Assurance vie : La MACSF a des problèmes de riches

La majorité des assureurs vie est prompte à se lamenter de la dureté de la vie, vue à travers le prisme de la faiblesse persistante des taux d’intérêts, rien de cela au groupe MACSF. Au cours d’une réunion destinée à la presse et consacrée à l’actualité des marchés financiers et à la transmission du patrimoine, les directeurs financiers du groupe se sont en effet voulus très rassurants.

Selon Eric Dubos, directeur de la gestion financière du groupe, si la croissance mondiale restera encore très faible en 2016, comme le prévoit le FMI,« pas de ‘hard landing’ » en vue, mais plutôt une transition ». Que ce soit en Chine, où la croissance va forcément continuer à ralentir, ou aux Etats-Unis où la performance du taux d’emploi record doit être nuancée par le faible niveau de rémunération de ces mêmes emplois, rien de très enthousiasmant, mais rien de catastrophique non plus.

« 70% des économistes pensent que les taux vont remonter avant la fin de l’année », a indiqué Eric Dubos, qui se rallie à cette majorité, et pense donc qu’il n’y a plus que quelques semaines à attendre. « Tout le monde pense que la Réserve Fédérale américaine va tout faire pour maintenir les taux longs à un niveau bas », ajoute Eric Dubos.
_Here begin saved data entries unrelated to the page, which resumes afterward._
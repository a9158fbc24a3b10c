//! Moderation request records as stored in the hosted `request_data` table.
//!
//! Two revisions of the record shape exist in the wild: older rows carry an
//! array of up to six flags, newer rows a single flag object. [`Flags`]
//! accepts both and exposes one API over them.

use std::collections::HashSet;
use std::fmt;
use std::str::FromStr;

use serde::{Deserialize, Serialize};
use validator::Validate;

use crate::error::CoreError;
use crate::types::{RequestId, Timestamp};

/// Maximum number of flags carried by an array-form record.
pub const MAX_FLAGS: usize = 6;

// ---------------------------------------------------------------------------
// Enumerations
// ---------------------------------------------------------------------------

/// Kind of content submitted for moderation.
#[derive(Debug, Clone, Copy, PartialEq, Eq, Hash, Serialize, Deserialize)]
#[serde(rename_all = "lowercase")]
pub enum ContentType {
    Text,
    Image,
}

impl ContentType {
    pub fn as_str(&self) -> &'static str {
        match self {
            ContentType::Text => "text",
            ContentType::Image => "image",
        }
    }

    /// Human-readable label used in listings.
    pub fn label(&self) -> &'static str {
        match self {
            ContentType::Text => "Text",
            ContentType::Image => "Image",
        }
    }
}

impl fmt::Display for ContentType {
    fn fmt(&self, f: &mut fmt::Formatter<'_>) -> fmt::Result {
        f.write_str(self.as_str())
    }
}

/// Moderation category a flag belongs to.
#[derive(
    Debug, Clone, Copy, PartialEq, Eq, Hash, PartialOrd, Ord, Serialize, Deserialize,
)]
#[serde(rename_all = "kebab-case")]
pub enum FlagType {
    Toxicity,
    Harassment,
    HateSpeech,
    Sexual,
    Violence,
    Spam,
}

impl FlagType {
    /// Every category, in display order.
    pub const ALL: [FlagType; 6] = [
        FlagType::Toxicity,
        FlagType::Harassment,
        FlagType::HateSpeech,
        FlagType::Sexual,
        FlagType::Violence,
        FlagType::Spam,
    ];

    /// Wire name, e.g. `"hate-speech"`.
    pub fn as_str(&self) -> &'static str {
        match self {
            FlagType::Toxicity => "toxicity",
            FlagType::Harassment => "harassment",
            FlagType::HateSpeech => "hate-speech",
            FlagType::Sexual => "sexual",
            FlagType::Violence => "violence",
            FlagType::Spam => "spam",
        }
    }
}

impl fmt::Display for FlagType {
    fn fmt(&self, f: &mut fmt::Formatter<'_>) -> fmt::Result {
        f.write_str(self.as_str())
    }
}

impl FromStr for FlagType {
    type Err = CoreError;

    fn from_str(s: &str) -> Result<Self, Self::Err> {
        FlagType::ALL
            .into_iter()
            .find(|kind| kind.as_str() == s)
            .ok_or_else(|| {
                CoreError::Validation(format!(
                    "Invalid flag type '{s}'. Must be one of: {}",
                    FlagType::ALL.map(|k| k.as_str()).join(", ")
                ))
            })
    }
}

/// Review status of a record.
///
/// `Flagged` and `Clean` are the only values the review workflow produces.
/// `Borderline` and any unknown stored value (`External`) are written by the
/// upstream moderation pipeline and are preserved verbatim.
#[derive(Debug, Clone, PartialEq, Eq, Hash, Serialize, Deserialize)]
#[serde(from = "String", into = "String")]
pub enum RequestStatus {
    Flagged,
    Clean,
    Borderline,
    External(String),
}

impl RequestStatus {
    pub fn as_str(&self) -> &str {
        match self {
            RequestStatus::Flagged => "flagged",
            RequestStatus::Clean => "clean",
            RequestStatus::Borderline => "borderline",
            RequestStatus::External(raw) => raw,
        }
    }
}

impl From<String> for RequestStatus {
    fn from(raw: String) -> Self {
        match raw.as_str() {
            "flagged" => RequestStatus::Flagged,
            "clean" => RequestStatus::Clean,
            "borderline" => RequestStatus::Borderline,
            _ => RequestStatus::External(raw),
        }
    }
}

impl From<RequestStatus> for String {
    fn from(status: RequestStatus) -> Self {
        match status {
            RequestStatus::External(raw) => raw,
            known => known.as_str().to_string(),
        }
    }
}

impl fmt::Display for RequestStatus {
    fn fmt(&self, f: &mut fmt::Formatter<'_>) -> fmt::Result {
        f.write_str(self.as_str())
    }
}

// ---------------------------------------------------------------------------
// Flags
// ---------------------------------------------------------------------------

/// A single category verdict.
#[derive(Debug, Clone, PartialEq, Serialize, Deserialize, Validate)]
pub struct Flag {
    #[serde(rename = "type")]
    pub kind: FlagType,
    #[validate(range(min = 0.0, max = 1.0))]
    pub score: f64,
    pub flagged: bool,
}

impl Flag {
    pub fn new(kind: FlagType, score: f64, flagged: bool) -> Self {
        Self {
            kind,
            score,
            flagged,
        }
    }
}

/// The flag payload of a record, in either of its two stored shapes.
///
/// A payload that fits neither shape (an unknown category, a score of the
/// wrong type) is kept verbatim as `External` and written back unchanged.
#[derive(Debug, Clone, PartialEq, Serialize, Deserialize)]
#[serde(untagged)]
pub enum Flags {
    Single(Flag),
    Many(Vec<Flag>),
    External(serde_json::Value),
}

impl Flags {
    pub fn iter(&self) -> std::slice::Iter<'_, Flag> {
        match self {
            Flags::Single(flag) => std::slice::from_ref(flag).iter(),
            Flags::Many(flags) => flags.iter(),
            Flags::External(_) => std::slice::Iter::default(),
        }
    }

    pub fn len(&self) -> usize {
        self.iter().len()
    }

    pub fn is_empty(&self) -> bool {
        self.len() == 0
    }

    /// True when at least one flag is raised.
    ///
    /// For an external payload, any object carrying `"flagged": true`
    /// counts as raised.
    pub fn any_flagged(&self) -> bool {
        match self {
            Flags::External(raw) => external_entries(raw)
                .any(|entry| entry.get("flagged").and_then(serde_json::Value::as_bool) == Some(true)),
            _ => self.iter().any(|flag| flag.flagged),
        }
    }

    /// Wire names of every flag category present, including unrecognized
    /// ones in an external payload.
    pub fn type_names(&self) -> Vec<&str> {
        match self {
            Flags::External(raw) => external_entries(raw)
                .filter_map(|entry| entry.get("type").and_then(serde_json::Value::as_str))
                .collect(),
            _ => self.iter().map(|flag| flag.kind.as_str()).collect(),
        }
    }

    pub fn find(&self, kind: FlagType) -> Option<&Flag> {
        self.iter().find(|flag| flag.kind == kind)
    }

    /// Flip the `flagged` bit of the flag of the given kind.
    ///
    /// Returns the new value, or `None` when no flag of that kind exists.
    pub fn toggle(&mut self, kind: FlagType) -> Option<bool> {
        let flag = match self {
            Flags::Single(flag) => Some(flag).filter(|f| f.kind == kind),
            Flags::Many(flags) => flags.iter_mut().find(|f| f.kind == kind),
            Flags::External(_) => None,
        }?;
        flag.flagged = !flag.flagged;
        Some(flag.flagged)
    }

    /// Check scores and, for the array form, size and type uniqueness.
    pub fn validate(&self) -> Result<(), CoreError> {
        if let Flags::External(raw) = self {
            return Err(CoreError::Validation(format!("Unrecognized flag payload {raw}")));
        }
        for flag in self.iter() {
            flag.validate()?;
        }

        if let Flags::Many(flags) = self {
            if flags.len() > MAX_FLAGS {
                return Err(CoreError::Validation(format!(
                    "A request carries at most {MAX_FLAGS} flags, got {}",
                    flags.len()
                )));
            }
            let mut seen = HashSet::new();
            if let Some(dup) = flags.iter().find(|f| !seen.insert(f.kind)) {
                return Err(CoreError::Validation(format!(
                    "Duplicate flag type '{}'",
                    dup.kind
                )));
            }
        }

        Ok(())
    }
}

fn external_entries(raw: &serde_json::Value) -> impl Iterator<Item = &serde_json::Value> {
    match raw {
        serde_json::Value::Array(items) => items.iter().collect::<Vec<_>>(),
        other => vec![other],
    }
    .into_iter()
}

// ---------------------------------------------------------------------------
// Records
// ---------------------------------------------------------------------------

/// A row from the `request_data` table.
#[derive(Debug, Clone, PartialEq, Serialize, Deserialize)]
pub struct ModerationRequest {
    pub id: RequestId,
    pub timestamp: Timestamp,
    pub content_type: ContentType,
    pub content: String,
    #[serde(default, skip_serializing_if = "Option::is_none")]
    pub flags: Option<Flags>,
    pub status: RequestStatus,
    #[serde(default, skip_serializing_if = "Option::is_none")]
    pub feedback: Option<String>,
    /// Optimistic concurrency token. Rows predating the column, or holding
    /// `null`, read as 0.
    #[serde(default, deserialize_with = "null_as_zero")]
    pub version: i64,
}

fn null_as_zero<'de, D>(deserializer: D) -> Result<i64, D::Error>
where
    D: serde::Deserializer<'de>,
{
    Ok(Option::<i64>::deserialize(deserializer)?.unwrap_or_default())
}

impl ModerationRequest {
    /// Merge a partial update into this record.
    pub fn apply(&mut self, patch: &RequestPatch) {
        if let Some(flags) = &patch.flags {
            self.flags = Some(flags.clone());
        }
        if let Some(status) = &patch.status {
            self.status = status.clone();
        }
        if let Some(feedback) = &patch.feedback {
            self.feedback = feedback.clone();
        }
    }
}

/// Insert payload: a record without its store-assigned identity.
#[derive(Debug, Clone, PartialEq, Serialize)]
pub struct NewModerationRequest {
    pub timestamp: Timestamp,
    pub content_type: ContentType,
    pub content: String,
    #[serde(skip_serializing_if = "Option::is_none")]
    pub flags: Option<Flags>,
    pub status: RequestStatus,
    #[serde(skip_serializing_if = "Option::is_none")]
    pub feedback: Option<String>,
}

impl NewModerationRequest {
    pub fn validate(&self) -> Result<(), CoreError> {
        if self.content.trim().is_empty() {
            return Err(CoreError::Validation(
                "Request content must not be empty".to_string(),
            ));
        }
        if let Some(flags) = &self.flags {
            flags.validate()?;
        }
        Ok(())
    }

    /// Materialize the stored row for a store that assigns `id` and `version`.
    pub fn into_record(self, id: RequestId, version: i64) -> ModerationRequest {
        ModerationRequest {
            id,
            timestamp: self.timestamp,
            content_type: self.content_type,
            content: self.content,
            flags: self.flags,
            status: self.status,
            feedback: self.feedback,
            version,
        }
    }
}

/// Partial update payload. Absent fields are left untouched by the store.
///
/// `feedback: Some(None)` clears the annotation and is sent as `null`.
#[derive(Debug, Clone, Default, PartialEq, Serialize)]
pub struct RequestPatch {
    #[serde(skip_serializing_if = "Option::is_none")]
    pub flags: Option<Flags>,
    #[serde(skip_serializing_if = "Option::is_none")]
    pub status: Option<RequestStatus>,
    #[serde(skip_serializing_if = "Option::is_none")]
    pub feedback: Option<Option<String>>,
}

// ---------------------------------------------------------------------------
// Tests
// ---------------------------------------------------------------------------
Cette attitude de la Fed permettrait ainsi d’écarter le scénario catastrophe de la remontée brutale des taux, cauchemar de tout assureur qui se respecte.

Roger Caniard, directeur financier du groupe MACSF, a poursuivi le propos en détaillant les quelques inflexions apportées à la gestion financière du fonds en euros de la MACSF. « C’est sans doute vrai que les actions rapportent plus à long terme, mais il faut réaliser des plus-values », a-t-il indiqué en introduction. « Nous n’avons pas de convictions très fortes, et nous sommes très opportunistes. Nous avons donc beaucoup acheté en août », a-t-il poursuivi. Pour mémoire, les marchés d’actions ont enregistré à aux environs de la mi août un violent décrochage, perdant jusqu’à jusqu’à 8 % dans la seule journée du 24 août.

L’appétence de la MACSF pour les actions reste toutefois tempérée : à fin octobre 2015, 9,6% des actifs du fonds en euros de la MACSF sont investis en actions cotées, non cotées et private equity, contre 68,40% en obligations et 7,30% en obligations convertibles. La MACSF, qui se targue d’un taux de rendement en baisse, mais supérieur de 60 points de base (0,6%) à celui du marché n’entend donc pas révolutionner son approche de la gestion financière.

Et ce n’est pas l’entrée en vigueur de la réforme Solvabilité 2 qui va pousser les financiers du groupe à changer quelque chose. « Nous avons beaucoup de fonds propres », explique Eric Dubos, qui explique que la marge de solvabilité du groupe « supérieure à 200% » sous Solvabilité 1 passe en dessous de seuil sous Solvabilité 2, mais reste selon lui encore largement assez confortable pour qu’aucune contrainte ne soit répercutée à la gestion financière.

La MACSF est riche, et n’a donc pas de problème sur le métier de l’assurance vie. Seul Sami Berial, responsable de l’ingénierie patrimoniale à la MACSF a parlé des problèmes de l’assurance vie à la MACSF. Selon lui, nombre des sociétaires du groupe sont aisés, et certains sont mêmes vraiment riches. Seul problème, alors que Luc Arrondel, chercheur au CNRS, montre tout le bénéfice que les donations et transmission peuvent apporter aux générations qui en bénéficient, la MACSF ne voit pas ses sociétaires suivre le mouvement… et utiliser l’assurance vie de la MACSF, vecteur de transmission. « Il nous faut réussir à convaincre nos clients qu’ils peuvent transmettre sans risquer de manquer pour eux-mêmes », souligne Sami Berial.

Pour convaincre ses fortunés sociétaires du bien fondé de la démarche, et leur montrer que leur patrimoine et suffisant pour transmettre à leurs descendants tout en gardant de quoi financer une hypothétique longue période de dépendance, la MACSF va éditer un guide sur la donation et le transmettre à ses sociétaires proches de la retraite.